• [THE DATA]:
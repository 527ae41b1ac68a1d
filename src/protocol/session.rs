//! Protocol session.
//!
//! Owns the engine and the session options between commands, and writes the
//! protocol replies for each command to an output sink.

use std::collections::HashMap;
use std::io::{self, Write};

use crate::board::Coord;
use crate::engine::{ClickOutcome, Engine};
use crate::protocol::notation::{encode_board, parse_board, NotationError};

/// Option name selecting the `state` reply format (`text` or `json`).
pub const OPT_STATE_FORMAT: &str = "StateFormat";

/// Option name toggling the `gameover` line after a finishing move.
pub const OPT_ANNOUNCE_END: &str = "AnnounceEnd";

/// Reply format for the `state` command.
#[derive(Debug, Clone, Copy, PartialEq, Eq)]
pub enum StateFormat {
    Text,
    Json,
}

/// Holds the engine and session options between commands.
pub struct Session {
    pub engine: Engine,
    pub options: HashMap<String, String>,
}

/// Formats a list of coordinates as `r,c r,c ...`, or `-` when empty.
fn format_coords(coords: &[Coord]) -> String {
    if coords.is_empty() {
        return "-".to_string();
    }
    coords
        .iter()
        .map(Coord::to_string)
        .collect::<Vec<_>>()
        .join(" ")
}

impl Session {
    /// Creates a session on the starting board with default options.
    pub fn new() -> Self {
        Session {
            engine: Engine::new(),
            options: HashMap::new(),
        }
    }

    /// Sets a session option. A missing value stores the empty string.
    pub fn set_option(&mut self, name: String, value: Option<String>) {
        self.options.insert(name, value.unwrap_or_default());
    }

    /// Returns the configured `state` format, defaulting to text.
    pub fn state_format(&self) -> StateFormat {
        match self.options.get(OPT_STATE_FORMAT).map(|v| v.to_ascii_lowercase()) {
            Some(v) if v == "json" => StateFormat::Json,
            _ => StateFormat::Text,
        }
    }

    /// Returns whether finishing moves are followed by a `gameover` line.
    pub fn announce_end(&self) -> bool {
        self.options
            .get(OPT_ANNOUNCE_END)
            .and_then(|v| v.parse::<bool>().ok())
            .unwrap_or(true)
    }

    /// Restores the starting board.
    pub fn new_game(&mut self) {
        self.engine.reset();
    }

    /// Loads a board from notation.
    pub fn set_position(&mut self, notation: &str) -> Result<(), NotationError> {
        let board = parse_board(notation)?;
        self.engine.set_board(board);
        Ok(())
    }

    /// Handles the `isready` command.
    pub fn handle_isready<W: Write>(&self, out: &mut W) -> io::Result<()> {
        writeln!(out, "readyok")?;
        out.flush()
    }

    /// Handles `select <r> <c>`: replies `selected` plus the legal
    /// destinations, or `rejected select`.
    pub fn handle_select<W: Write>(&mut self, row: i32, col: i32, out: &mut W) -> io::Result<()> {
        if self.engine.select(row, col) {
            self.write_selected(row, col, out)?;
        } else {
            writeln!(out, "rejected select {} {}", row, col)?;
        }
        out.flush()
    }

    /// Handles `move <r> <c>`: replies `moved` (and possibly `gameover`),
    /// or `rejected move`.
    pub fn handle_move<W: Write>(&mut self, row: i32, col: i32, out: &mut W) -> io::Result<()> {
        if self.engine.move_piece(row, col) {
            self.write_moved(row, col, out)?;
        } else {
            writeln!(out, "rejected move {} {}", row, col)?;
        }
        out.flush()
    }

    /// Handles `click <r> <c>`, replying as the resulting action would.
    pub fn handle_click<W: Write>(&mut self, row: i32, col: i32, out: &mut W) -> io::Result<()> {
        match self.engine.click(row, col) {
            ClickOutcome::Moved => self.write_moved(row, col, out)?,
            ClickOutcome::Selected => self.write_selected(row, col, out)?,
            ClickOutcome::Cleared => writeln!(out, "cleared")?,
        }
        out.flush()
    }

    /// Handles `clear`.
    pub fn handle_clear<W: Write>(&mut self, out: &mut W) -> io::Result<()> {
        self.engine.clear_selection();
        writeln!(out, "cleared")?;
        out.flush()
    }

    /// Handles `state`, in the configured format.
    pub fn handle_state<W: Write>(&self, out: &mut W) -> io::Result<()> {
        let snap = self.engine.snapshot();
        match self.state_format() {
            StateFormat::Json => {
                write!(out, "state ")?;
                serde_json::to_writer(&mut *out, &snap)?;
                writeln!(out)?;
            }
            StateFormat::Text => {
                writeln!(out, "board {}", encode_board(self.engine.board()))?;
                writeln!(out, "remaining {}", snap.remaining)?;
                match snap.selection {
                    Some(c) => writeln!(out, "selection {} {}", c.row, c.col)?,
                    None => writeln!(out, "selection none")?,
                }
                writeln!(out, "legal {}", format_coords(&snap.legal_moves))?;
                writeln!(out, "gameover {}", snap.game_over)?;
                writeln!(out, "won {}", snap.won)?;
                writeln!(out, "stateok")?;
            }
        }
        out.flush()
    }

    fn write_selected<W: Write>(&self, row: i32, col: i32, out: &mut W) -> io::Result<()> {
        writeln!(out, "selected {} {}", row, col)?;
        writeln!(out, "legal {}", format_coords(self.engine.legal_moves()))
    }

    fn write_moved<W: Write>(&self, row: i32, col: i32, out: &mut W) -> io::Result<()> {
        writeln!(out, "moved {} {}", row, col)?;
        if self.announce_end() && self.engine.is_game_over() {
            let verdict = if self.engine.has_won() { "won" } else { "lost" };
            writeln!(out, "gameover {}", verdict)?;
        }
        Ok(())
    }
}

impl Default for Session {
    fn default() -> Self {
        Session::new()
    }
}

• [TASK DESCRIPTION]: The job is to copy each line from the material above that holds the word "gameover".

• [YOUR SOLUTION]:
/// Option name toggling the `gameover` line after a finishing move.
    /// Returns whether finishing moves are followed by a `gameover` line.
    /// Handles `move <r> <c>`: replies `moved` (and possibly `gameover`),
                writeln!(out, "gameover {}", snap.game_over)?;
            writeln!(out, "gameover {}", verdict)?;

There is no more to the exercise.